YOUR OBJECTIVE: Down to the last character, write out the records below.

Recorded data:
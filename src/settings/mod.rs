use thiserror::Error;

use crate::{currency, errors::StorageError, storage::KeyValueStore};

/// Storage key holding the raw currency code string.
pub const SELECTED_CURRENCY_KEY: &str = "selectedCurrency";

const DEFAULT_CURRENCY: &str = "USD";

/// Failures surfaced by the selected-currency wrapper.
#[derive(Debug, Error)]
pub enum SettingsError {
    #[error("unknown currency code `{0}`")]
    UnknownCurrency(String),
    #[error(transparent)]
    Storage(#[from] StorageError),
}

/// Holds the user's active display currency and persists it across sessions.
///
/// One instance is owned by the application root; every form reads the same
/// value and converts amounts through it at the persistence boundary. The
/// wrapper starts out assuming USD until [`load_currency`](Self::load_currency)
/// adopts whatever a previous session stored.
pub struct CurrencySettings {
    store: Box<dyn KeyValueStore>,
    active: String,
    loaded: bool,
}

impl CurrencySettings {
    pub fn new(store: Box<dyn KeyValueStore>) -> Self {
        Self {
            store,
            active: DEFAULT_CURRENCY.to_string(),
            loaded: false,
        }
    }

    /// Currently active display currency code.
    pub fn currency(&self) -> &str {
        &self.active
    }

    /// Whether a persisted value has been loaded (or explicitly set).
    pub fn is_loaded(&self) -> bool {
        self.loaded
    }

    /// Adopts the persisted currency, keeping the USD default when no value
    /// was ever stored. Safe to call more than once.
    pub fn load_currency(&mut self) -> Result<(), StorageError> {
        match self.store.get_item(SELECTED_CURRENCY_KEY) {
            Ok(Some(code)) => self.active = code,
            Ok(None) => {}
            Err(err) => {
                tracing::warn!(error = %err, "failed to load selected currency");
                return Err(err);
            }
        }
        self.loaded = true;
        Ok(())
    }

    /// Switches the active display currency and persists the choice.
    ///
    /// Unknown codes are rejected before any mutation. The in-memory value
    /// updates ahead of the store write, so a failed write leaves the new
    /// value active and returns the error for the caller to surface.
    pub fn set_currency(&mut self, code: &str) -> Result<(), SettingsError> {
        if currency::get_currency(code).is_none() {
            return Err(SettingsError::UnknownCurrency(code.to_string()));
        }
        self.active = code.to_string();
        self.loaded = true;
        if let Err(err) = self.store.set_item(SELECTED_CURRENCY_KEY, code) {
            tracing::warn!(error = %err, code, "failed to persist selected currency");
            return Err(err.into());
        }
        Ok(())
    }

    /// Converts an amount entered in the active currency to canonical USD.
    pub fn convert_to_usd(&self, amount: f64) -> f64 {
        currency::convert_currency(amount, &self.active, "USD")
    }

    /// Converts a canonical USD amount into the active currency for display.
    pub fn convert_from_usd(&self, amount: f64) -> f64 {
        currency::convert_currency(amount, "USD", &self.active)
    }

    /// Renders an amount in the active currency.
    pub fn format_amount(&self, amount: f64) -> String {
        currency::format_currency(amount, &self.active)
    }
}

RESPONSE AREA:
filename src/settings/mod.rs
use thiserror::Error;

use crate::{currency, errors::StorageError, storage::KeyValueStore};

/// Storage key holding the raw currency code string.
pub const SELECTED_CURRENCY_KEY: &str = "selectedCurrency";

const DEFAULT_CURRENCY: &str = "USD";

/// Failures surfaced by the selected-currency wrapper.
#[derive(Debug, Error)]
pub enum SettingsError {
    #[error("unknown currency code `{0}`")]
    UnknownCurrency(String),
    #[error(transparent)]
    Storage(#[from] StorageError),
}

/// Holds the user's active display currency and persists it across sessions.
///
/// One instance is owned by the application root; every form reads the same
/// value and converts amounts through it at the persistence boundary. The
/// wrapper starts out assuming USD until [`load_currency`](Self::load_currency)
/// adopts whatever a previous session stored.
pub struct CurrencySettings {
    store: Box<dyn KeyValueStore>,
    active: String,
    loaded: bool,
}

impl CurrencySettings {
    pub fn new(store: Box<dyn KeyValueStore>) -> Self {
        Self {
            store,
            active: DEFAULT_CURRENCY.to_string(),
            loaded: false,
        }
    }

    /// Currently active display currency code.
    pub fn currency(&self) -> &str {
        &self.active
    }

    /// Whether a persisted value has been loaded (or explicitly set).
    pub fn is_loaded(&self) -> bool {
        self.loaded
    }

    /// Adopts the persisted currency, keeping the USD default when no value
    /// was ever stored. Safe to call more than once.
    pub fn load_currency(&mut self) -> Result<(), StorageError> {
        match self.store.get_item(SELECTED_CURRENCY_KEY) {
            Ok(Some(code)) => self.active = code,
            Ok(None) => {}
            Err(err) => {
                tracing::warn!(error = %err, "failed to load selected currency");
                return Err(err);
            }
        }
        self.loaded = true;
        Ok(())
    }

    /// Switches the active display currency and persists the choice.
    ///
    /// Unknown codes are rejected before any mutation. The in-memory value
    /// updates ahead of the store write, so a failed write leaves the new
    /// value active and returns the error for the caller to surface.
    pub fn set_currency(&mut self, code: &str) -> Result<(), SettingsError> {
        if currency::get_currency(code).is_none() {
            return Err(SettingsError::UnknownCurrency(code.to_string()));
        }
        self.active = code.to_string();
        self.loaded = true;
        if let Err(err) = self.store.set_item(SELECTED_CURRENCY_KEY, code) {
            tracing::warn!(error = %err, code, "failed to persist selected currency");
            return Err(err.into());
        }
        Ok(())
    }

    /// Converts an amount entered in the active currency to canonical USD.
    pub fn convert_to_usd(&self, amount: f64) -> f64 {
        currency::convert_currency(amount, &self.active, "USD")
    }

    /// Converts a canonical USD amount into the active currency for display.
    pub fn convert_from_usd(&self, amount: f64) -> f64 {
        currency::convert_currency(amount, "USD", &self.active)
    }

    /// Renders an amount in the active currency.
    pub fn format_amount(&self, amount: f64) -> String {
        currency::format_currency(amount, &self.active)
    }
}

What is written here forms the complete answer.